When the bird was thus swiftly flying through the sky, another hawk saw him and thought that the hawk was carrying some meat and flew at him. The two birds fought with their beaks in the sky. When they were thus fighting, the semen fell into the waters of the river Yamuna. An apsara [female spirit of the clouds and waters] known by the name of Adrika lived in the water of the Yamuna as a fish, because she had been cursed by Brahma. In the form of a fish, Adrika speedily came to where Vasu’s semen fell from the hawk’s claw and swallowed it up immediately.

O best of the Bharata lineage! Some time after this, the fish was caught by fishermen and she was in her tenth month. From the stomach of the fish there emerged twins in human form, a boy and a girl.

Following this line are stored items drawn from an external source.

//! Integration tests for the gateway HTTP API.
//!
//! Drives the real axum router with `oneshot`, an on-disk secret store in a
//! temp dir, and wiremock standing in for the metered services.

use std::sync::Arc;
use std::time::Duration;

use axum::body::Body;
use http_body_util::BodyExt;
use hyper::Request;
use serde_json::{Value, json};
use tempfile::TempDir;
use tower::ServiceExt;
use wiremock::matchers::{method, path};
use wiremock::{Mock, MockServer, ResponseTemplate};

use gateway_http_api::{GatewayApiState, build_router};
use gateway_runtime::catalog::{self, PricingModel, ServiceDescriptor};
use gateway_runtime::metered::TRANSACTION_HEADER;
use gateway_runtime::{
    Sandbox, SandboxConfig, SecretMap, SecretStore, ServiceCatalog, TransactionIssuer,
};

struct TestApp {
    state: Arc<GatewayApiState>,
    _dir: TempDir,
}

fn test_app(secrets: &[(&str, &str)], catalog: ServiceCatalog, mask_output: bool) -> TestApp {
    let dir = TempDir::new().unwrap();
    let store = SecretStore::new(dir.path().join("secrets.json"));
    let map: SecretMap = secrets
        .iter()
        .map(|(k, v)| (k.to_string(), v.to_string()))
        .collect();
    store.save(&map).unwrap();

    let state = Arc::new(GatewayApiState {
        sandbox: Sandbox::new(
            SandboxConfig {
                timeout: Duration::from_secs(10),
                ..Default::default()
            },
            reqwest::Client::new(),
        ),
        secret_store: store,
        catalog: Arc::new(catalog),
        issuer: TransactionIssuer::new(),
        http: reqwest::Client::new(),
        mask_output,
    });
    TestApp { state, _dir: dir }
}

fn default_app() -> TestApp {
    test_app(&[], ServiceCatalog::builtin(), false)
}

async fn post(app: &TestApp, body: Value) -> (u16, Value) {
    let response = build_router(app.state.clone())
        .oneshot(
            Request::builder()
                .method("POST")
                .uri("/")
                .header("content-type", "application/json")
                .body(Body::from(body.to_string()))
                .unwrap(),
        )
        .await
        .unwrap();
    read(response).await
}

async fn get(app: &TestApp, uri: &str) -> (u16, Value) {
    let response = build_router(app.state.clone())
        .oneshot(Request::builder().uri(uri).body(Body::empty()).unwrap())
        .await
        .unwrap();
    read(response).await
}

async fn read(response: axum::response::Response) -> (u16, Value) {
    let status = response.status().as_u16();
    let body = response.into_body().collect().await.unwrap().to_bytes();
    (status, serde_json::from_slice(&body).unwrap())
}

// ── Execution ───────────────────────────────────────────────────────────────

#[tokio::test]
async fn test_post_runs_handler_with_event() {
    let app = default_app();
    let (status, body) = post(
        &app,
        json!({
            "userCode": "exports.handler = |e| #{ body: e.queryParams.x };",
            "event": {"queryParams": {"x": "42"}}
        }),
    )
    .await;

    assert_eq!(status, 200);
    assert_eq!(body, json!({"body": "42"}));
}

#[tokio::test]
async fn test_get_reads_query_string() {
    let app = default_app();
    let code = "exports.handler%20%3D%20%7Ce%7C%20%23%7B%20body%3A%20e.queryParams.x%2C%20m%3A%20e.method%20%7D%3B";
    let (status, body) = get(&app, &format!("/?x=42&userCode={code}")).await;

    assert_eq!(status, 200);
    assert_eq!(body, json!({"body": "42", "m": "GET"}));
}

#[tokio::test]
async fn test_debug_wraps_result_with_console() {
    let app = default_app();
    let (status, body) = post(
        &app,
        json!({
            "userCode": r#"exports.handler = |e| { console::log("hi", 2); console::error("warn"); 7 };"#,
            "debug": true
        }),
    )
    .await;

    assert_eq!(status, 200);
    assert_eq!(
        body,
        json!({"result": 7, "consoleLogs": [["hi", 2]], "consoleErrors": [["warn"]]})
    );
}

#[tokio::test]
async fn test_handler_throw_is_500_with_message() {
    let app = default_app();
    let (status, body) = post(
        &app,
        json!({"userCode": r#"exports.handler = |e| { throw "kaput"; };"#}),
    )
    .await;

    assert_eq!(status, 500);
    assert!(body["error"].as_str().unwrap().contains("kaput"));
    assert!(body.get("consoleLogs").is_none());
}

#[tokio::test]
async fn test_debug_failure_keeps_console() {
    let app = default_app();
    let (status, body) = post(
        &app,
        json!({
            "userCode": r#"exports.handler = |e| { console::log("step 1"); throw "kaput"; };"#,
            "debug": "true"
        }),
    )
    .await;

    assert_eq!(status, 500);
    assert!(body["error"].as_str().unwrap().contains("kaput"));
    assert_eq!(body["consoleLogs"], json!([["step 1"]]));
}

#[tokio::test]
async fn test_compile_error_is_500() {
    let app = default_app();
    let (status, body) = post(&app, json!({"userCode": "exports.handler = |e| {"})).await;
    assert_eq!(status, 500);
    assert!(body["error"].as_str().unwrap().starts_with("Compile error"));
}

#[tokio::test]
async fn test_missing_code_is_500() {
    let app = default_app();
    let (status, body) = post(&app, json!({"event": {}})).await;
    assert_eq!(status, 500);
    assert_eq!(body, json!({"error": "userCode is required"}));
}

#[tokio::test]
async fn test_malformed_body_is_500_json() {
    let app = default_app();
    let response = build_router(app.state.clone())
        .oneshot(
            Request::builder()
                .method("POST")
                .uri("/")
                .body(Body::from("{not json"))
                .unwrap(),
        )
        .await
        .unwrap();
    let (status, body) = read(response).await;
    assert_eq!(status, 500);
    assert!(body["error"].as_str().unwrap().starts_with("Invalid request body"));
}

// ── Secrets ─────────────────────────────────────────────────────────────────

#[tokio::test]
async fn test_stored_and_request_secrets_are_rendered() {
    let app = test_app(
        &[("GREETING", "hello"), ("TARGET", "world")],
        ServiceCatalog::builtin(),
        false,
    );
    let (status, body) = post(
        &app,
        json!({
            "userCode": r#"exports.handler = |e| "{{secrets.GREETING}} {{ secrets.TARGET }} {{secrets.UNKNOWN}}";"#,
            "secrets": {"TARGET": "gateway"}
        }),
    )
    .await;

    assert_eq!(status, 200);
    assert_eq!(body, json!("hello gateway {{secrets.UNKNOWN}}"));
}

#[tokio::test]
async fn test_mask_output_redacts_complex_secrets() {
    let app = test_app(
        &[("API_KEY", "Xk29fLmQ7z"), ("PIN", "1234")],
        ServiceCatalog::builtin(),
        true,
    );
    let (status, body) = post(
        &app,
        json!({
            "userCode": r#"exports.handler = |e| #{ key: "{{secrets.API_KEY}}", pin: "{{secrets.PIN}}" };"#
        }),
    )
    .await;

    assert_eq!(status, 200);
    assert_eq!(body, json!({"key": "***MASKED_SECRET***", "pin": "1234"}));
}

#[tokio::test]
async fn test_unmasked_by_default() {
    let app = test_app(&[("API_KEY", "Xk29fLmQ7z")], ServiceCatalog::builtin(), false);
    let (_, body) = post(
        &app,
        json!({"userCode": r#"exports.handler = |e| "{{secrets.API_KEY}}";"#}),
    )
    .await;
    assert_eq!(body, json!("Xk29fLmQ7z"));
}

// ── Metered services ────────────────────────────────────────────────────────

#[tokio::test(flavor = "multi_thread")]
async fn test_metered_call_without_aes_key_fails_at_remote() {
    let mock = MockServer::start().await;
    Mock::given(method("GET"))
        .and(path("/googleSearch"))
        .respond_with(ResponseTemplate::new(401).set_body_string("unauthorized"))
        .mount(&mock)
        .await;

    let catalog = ServiceCatalog::from_entries([(
        catalog::GOOGLE_SEARCH,
        ServiceDescriptor {
            url: format!("{}/googleSearch", mock.uri()),
            account_id: "acct-search".into(),
            pricing: PricingModel::PerRequest(600),
        },
    )]);
    let app = test_app(&[], catalog, false);

    let (status, body) = post(
        &app,
        json!({
            "userCode": r#"exports.handler = |e| services::google_search("rust");"#,
            "walletPrivateKey": "U2FsdGVkX1+not-used-without-a-key",
            "accountId": "acct-caller"
        }),
    )
    .await;

    assert_eq!(status, 500);
    assert!(body["error"].as_str().unwrap().contains("401"));

    let requests = mock.received_requests().await.unwrap();
    assert_eq!(requests.len(), 1);
    assert!(!requests[0].headers.contains_key(TRANSACTION_HEADER));
}

// ── Ancillary routes ────────────────────────────────────────────────────────

#[tokio::test]
async fn test_options_answers_preflight() {
    let app = default_app();
    let response = build_router(app.state.clone())
        .oneshot(
            Request::builder()
                .method("OPTIONS")
                .uri("/")
                .body(Body::empty())
                .unwrap(),
        )
        .await
        .unwrap();
    let (status, body) = read(response).await;
    assert_eq!(status, 200);
    assert_eq!(body, json!({"message": "CORS preflight successful"}));
}

#[tokio::test]
async fn test_cors_preflight_allows_transaction_header() {
    let app = default_app();
    let response = build_router(app.state.clone())
        .oneshot(
            Request::builder()
                .method("OPTIONS")
                .uri("/")
                .header("origin", "https://app.example")
                .header("access-control-request-method", "POST")
                .header("access-control-request-headers", "content-type,transaction-jwt")
                .body(Body::empty())
                .unwrap(),
        )
        .await
        .unwrap();

    assert_eq!(response.status(), 200);
    let allowed = response
        .headers()
        .get("access-control-allow-headers")
        .unwrap()
        .to_str()
        .unwrap()
        .to_string();
    assert!(allowed.contains("transaction-jwt"));
    assert_eq!(
        response.headers().get("access-control-max-age").unwrap(),
        "600"
    );
    assert_eq!(
        response.headers().get("content-type").unwrap(),
        "application/json"
    );
    let (_, body) = read(response).await;
    assert_eq!(body, json!({"message": "CORS preflight successful"}));
}

#[tokio::test]
async fn test_preflight_body_on_any_path() {
    let app = default_app();
    let response = build_router(app.state.clone())
        .oneshot(
            Request::builder()
                .method("OPTIONS")
                .uri("/health")
                .header("origin", "https://app.example")
                .header("access-control-request-method", "GET")
                .body(Body::empty())
                .unwrap(),
        )
        .await
        .unwrap();

    assert!(response.headers().contains_key("access-control-allow-origin"));
    let (status, body) = read(response).await;
    assert_eq!(status, 200);
    assert_eq!(body["message"], "CORS preflight successful");
}

#[tokio::test]
async fn test_health() {
    let app = default_app();
    let (status, body) = get(&app, "/health").await;

    assert_eq!(status, 200);
    assert_eq!(body["status"], "ok");
    assert_eq!(body["capabilityProfile"], "restricted");
    assert_eq!(body["services"], 11);
}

They marvelled at this and went and told the king, ‘O king! These two have been born in human form inside a fish.’

Then King Uparichara accepted the male child and he later became the righteous and truthful king named Matsya. As soon as the children were born, the apsara was also immediately freed from her curse. The beautiful one had earlier been told by the illustrious god' that she would be freed from her non-human form when she gave birth to two human children. Following these words, after giving birth to two children and after being killed by the fishermen, she left the form of a fish and assumed her own divine form. The beautiful apsara then went up to the sky, following the path of the siddhis, rishis and charancis [heavenly tribes]. The girl, the daughter of the fish, smelt of fish. She was given by the king to the fishermen, saying that she would be their daughter."

I only got to about book 3 of the Mahabharata - even Bibek Debroy prefaced some of the chapters by saying they were basically almost word for word repetitions of previous chapters. I got into it cos I've always been obsessed with the story of "Karna" and for years wanted to make it into a film.
 

catalog

Well-known member
Something I made a little while ago, probably very blasphemous and insulting to the wrong people but I think the biggun would smile

my9ME1j.jpg
 

Woebot

Well-known member
"The icon of Jagannath is a carved and decorated wooden stump with large round eyes and a symmetric face, and the icon has a conspicuous absence of hands or legs. The worship procedures, sacraments and rituals associated with Jagannath are syncretic and include rites that are uncommon in Hinduism."